Brendan Lee, M.D., Ph.D., Baylor College of Medicine, delivered a lecture in her honor.
“I had the good fortune to know Cindy Le Mons since I was a new faculty member and investigator studying UCDs,” he said. “She was such an inspiration to all of us. Not just because she was so smart, but also because she really knew the disease, via her own family experiences and all the families she helped. She was the perfect observational scientist, and her observations and intuition guided a whole field of scientists. We all miss her very much, but her legacy will live on in the work that we do.”
You can see the tribute video here.
Dr. Lee announced two new programs named in honor of Cindy Le Mons that will build on her legacy:
The Cynthia Le Mons Memorial Lecture Series on Metabolism will be an ongoing lecture series featuring professionals in the field of genetics sharing high-impact research and insights.
The NUCDF Cynthia Le Mons Fellowship Grant will support early-stage investigators conducting research in urea cycle disorders.
It’s not too late to honor Cindy’s memory and support these new initiatives. Donations can be made here.

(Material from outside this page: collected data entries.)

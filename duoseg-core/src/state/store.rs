//! Mutex-guarded display state

use core::cell::Cell;

use embassy_sync::blocking_mutex::raw::RawMutex;
use embassy_sync::blocking_mutex::Mutex;

use super::DisplayState;
use crate::segment::Digit;

/// Display state shared between the input controller and the blink scheduler
///
/// Every access is a single lock acquisition that copies the whole state in
/// or out, so a reader never sees `digit1` from one update paired with
/// `digit2` from another. Critical sections are O(1) and never span an
/// await.
///
/// With `CriticalSectionRawMutex` the lock masks interrupts, which rules out
/// priority inversion between tasks for the duration of a copy.
pub struct DisplayStateStore<M: RawMutex> {
    inner: Mutex<M, Cell<DisplayState>>,
}

impl<M: RawMutex> DisplayStateStore<M> {
    /// Create a store holding [`DisplayState::BLANK`]
    pub const fn new() -> Self {
        Self::with_state(DisplayState::BLANK)
    }

    pub const fn with_state(state: DisplayState) -> Self {
        Self {
            inner: Mutex::new(Cell::new(state)),
        }
    }

    /// Replace the whole state
    pub fn set(&self, state: DisplayState) {
        self.inner.lock(|cell| cell.set(state));
    }

    /// Replace the whole state from its parts
    pub fn set_digits(&self, digit1: Digit, digit2: Digit, blinking: bool) {
        self.set(DisplayState::new(digit1, digit2, blinking));
    }

    /// Copy of the current state
    pub fn get(&self) -> DisplayState {
        self.inner.lock(|cell| cell.get())
    }
}

impl<M: RawMutex> Default for DisplayStateStore<M> {
    fn default() -> Self {
        Self::new()
    }
}
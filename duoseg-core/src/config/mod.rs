//! Configuration types
//!
//! Board-agnostic configuration. The firmware embeds a TOML file and parses
//! it at boot with [`parse_config`]; anything missing keeps its default.

pub mod parse;
pub mod types;

pub use parse::{parse_config, ConfigError};
pub use types::*;
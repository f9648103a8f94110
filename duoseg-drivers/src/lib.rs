//! Hardware driver implementations
//!
//! Concrete implementations of the traits defined in duoseg-core:
//!
//! - LED display controllers (AiP1628 / TM1628, bit-banged)

#![no_std]
#![deny(unsafe_code)]

#[cfg(test)]
extern crate std;

pub mod display;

Sessions for patients and families
Educational opportunities for families kicked off with several workshops on Friday afternoon.
Topics included:
My UCD Story: A glimpse into adult life of a UCD patient by Kristy McCracken, patient with OTC deficiency
UCD impact on family lives, learning processes and educational challenges by Marifi Escobar UCD parent, and educational advocate
ABCs of UCDs by Lindsay Burrage, M.D., Ph.D., Baylor College of Medicine
Saturday’s events kicked off with a keynote presentation by Dr. Sandesh C.S. Nagamani, MBBS, M.D., of Baylor College of Medicine. He shared a historical perspective on research into urea cycle disorders, and prevalence data, and outlined challenges to advancing research and clinical care.
He highlighted NUCDF’s critical role in advancing clinical care and research in UCDs along with the work of its research partner, the Urea Cycle Disorders Consortium.
Dr. Nagamani compared outcomes for people with UCDs over time. Before nitrogen-scavenging therapies were widely available, the one-year survival rate for individuals with UCDs was 14%, and 75% of survivors had intellectual and developmental disabilities. A 2019 paper found significantly better neurological outcomes, with most UCD patients in the normal range of cognitive functioning. He outlined the ways that patients and NUCDF can contribute to ongoing research and introduced the day’s program by describing new research underway to further improve outcomes.
Panel sessions and breakout discussion groups throughout the day accompanied by educational sessions. View conference presentations and download slides here.
- Emerging knowledge from MRI imaging studies: Is ammonia control enough? by Andrea Gropman, M.D., Children’s National Hospital
- New insights on liver disease in urea cycle disorders by Lindsay Burrage, M.D., Ph.D., Baylor College of Medicine
- Improving diagnosis with the awesome power of yeast genetics by Aimee Dudley, Ph.D., Pacific Northwest Research Institute
- Liver transplantation for urea cycle disorders: Lessons from the past 30 years by George Mazariegos, M.D., Children's Hospital of Pittsburgh
- Making the choice between medical management and liver transplant: The family experience by Nicholas Ah Mew, M.D., Children’s National Hospital
- Fork in the road: Improving your UCD diet by Erin MacLeod, R.D., Ph.D., Children’s National Hospital
- Gene therapy: Is it the new frontier? by Shawn McCandless, M.D., Children’s Hospital of Colorado
- Hope happens here: Understanding and participating in clinical trials for urea cycle disorders by Susan Berry, M.D., University of Minnesota Medical School
Breakout sessions focused on optimizing UCD management and managing the effects of UCDs, understanding treatment options, transitioning to adult care, and family planning.
Industry updates were also offered by Zevra, the maker of OLPRUVA (sodium phenylbutyrate for oral suspension), and Ultragenyx, which is currently conducting an OTC gene therapy trial.